To assess the knowledge and practices of researchers about GCP and analyze these with respect to the demographics of participants.
This is a cross-sectional study. A self-structured questionnaire about GCP, after expert validations, was circulated among researchers, at a tertiary healthcare institute, All India Institute of Medical Sciences (AIIMS), Rishikesh. A total of 59 individuals, who were selected by universal sampling, participated in the study. All healthcare workers who have been investigators of Institutional Ethics Committee-approved research projects, except residents and faculty, and are still a part of the institute have been included in the study. The study was approved by the Institutional Ethics Committee of AIIMS, Rishikesh. We used descriptive analysis and the Chi-squared test to analyze data. P value < 0.05 was considered significant.
Out of 59 participants, only 11 (18.6%) were certified for GCP. Most of the participants (64.4%) had “Average” knowledge, 33.9% had “Good” knowledge and 1.7% had “Poor” knowledge. Only 49% of participants had satisfactory practices related to GCP. There was a significant difference in the knowledge based on the current academic position for the items assessing knowledge of institutional review board (P = 0.010), confidentiality & privacy (P = 0.011), and participant safety & adverse events (P < 0.001).
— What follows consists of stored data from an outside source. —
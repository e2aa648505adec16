//! Proportional Z/E advance for partial moves
//!
//! A partial move ending at some point on the requested line advances Z and E
//! in proportion to how far the dominant axis (X or Y, whichever moves
//! further) has progressed. The larger axis is used so the ratio keeps as
//! much precision as possible. It is chosen once per move.

use levelkit_core::Position;

/// Apportions Z and E along one requested move
#[derive(Debug, Clone, Copy, PartialEq)]
pub struct AxisNormalizer {
    start: Position,
    end: Position,
    use_x: bool,
    /// `(z per mm, e per mm)` of dominant-axis travel; `None` when that travel is zero
    rates: Option<(f32, f32)>,
}

impl AxisNormalizer {
    /// Prepare the per-mm rates for the move `start -> end`
    pub fn new(start: Position, end: Position) -> Self {
        let dx = end.x - start.x;
        let dy = end.y - start.y;
        let use_x = dx.abs() > dy.abs();
        let on_axis = if use_x { dx } else { dy };

        let rates = if on_axis == 0.0 {
            None
        } else {
            let z_rate = (end.z - start.z) / on_axis;
            let e_rate = (end.e - start.e) / on_axis;
            (z_rate.is_finite() && e_rate.is_finite()).then_some((z_rate, e_rate))
        };

        Self {
            start,
            end,
            use_x,
            rates,
        }
    }

    /// Whether X is the dominant axis
    pub fn uses_x(&self) -> bool {
        self.use_x
    }

    /// Whether the dominant axis does not move, so every point takes the destination Z/E
    pub fn is_degenerate(&self) -> bool {
        self.rates.is_none()
    }

    /// Uncorrected position at planar point `(x, y)` on the move
    pub fn position_at(&self, x: f32, y: f32) -> Position {
        match self.rates {
            Some((z_rate, e_rate)) => {
                let on_axis = if self.use_x {
                    x - self.start.x
                } else {
                    y - self.start.y
                };
                Position::new(
                    x,
                    y,
                    self.start.z + on_axis * z_rate,
                    self.start.e + on_axis * e_rate,
                )
            }
            None => Position::new(x, y, self.end.z, self.end.e),
        }
    }
}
There was also a significant difference in knowledge of research misconduct (P = 0.024) and participant safety & adverse events (P = 0.011) based on certification of GCP. There was a notable difference in the practices related to recruitment & retention on the basis of current academic position (P < 0.001) and certification of GCP (P = 0.023). We also observed a considerable difference between the knowledge and practices of GCP among the participants (P = 0.013).
Participants have basic knowledge of GCP but show a lack thereof in certain domains of GCP. This can be addressed by holding training sessions focusing on these particular domains.
Core Tip: There is a lack of knowledge about the good clinical practices (GCP) in the researchers of medical colleges. In order to improve the quality of research, as well as, make research a better experience for the participants of research, we must work on improving awareness of the GCP among researchers. This can be done by organising training sessions or workshops which throw light on the principles of GCP.
- Citation: Harshita H, Panda PK. Study on good clinical practices among researchers in a tertiary healthcare institute in India. World J Methodol 2023; 13(5): 466-474
- URL: https://www.wjgnet.com/2222-0682/full/v13/i5/466.htm
- DOI: https://dx.doi.org/10.5662/wjm.v13.i5.466
With the increase in research studies involving human subjects, there arises a need to have certain guidelines in place to protect human subjects. Additionally, the review of research by the research ethics committee (REC) has been mandated by international standards[1,2]. A lack of guidelines can lead to misuse of participants as well as other resources. Good clinical practice (GCP) provided by the International Conference on Harmonization (ICH) sets ethical and scientific standards and guidelines for conducting research involving human participants[3]. The two important principles of these guidelines include protecting the rights of human participants and the credibility of the data generated[4]. Such guidelines are required for the welfare of individuals partaking in a trial.
Knowledge of GCP before taking on a research project would lead to increased safety and efficacy of the project. A study conducted in Saudi Arabia, in which 85% of respondents had been trained for GCP, estimated that 97% of respondents believed that GCP guidelines were followed in trials and they improved the quality of the trial. While 59% of the respondents were cynical towards the institutional review board (IRB) approval process or the monitoring of the clinical trials[5]. Another study, conducted among dental faculties in India, established that more than 93% of the respondents wanted research ethics education for post-graduates, principal investigators as well as members of the REC, while less than 20% thought that the REC was not needed because of the presence of scientific committee[6].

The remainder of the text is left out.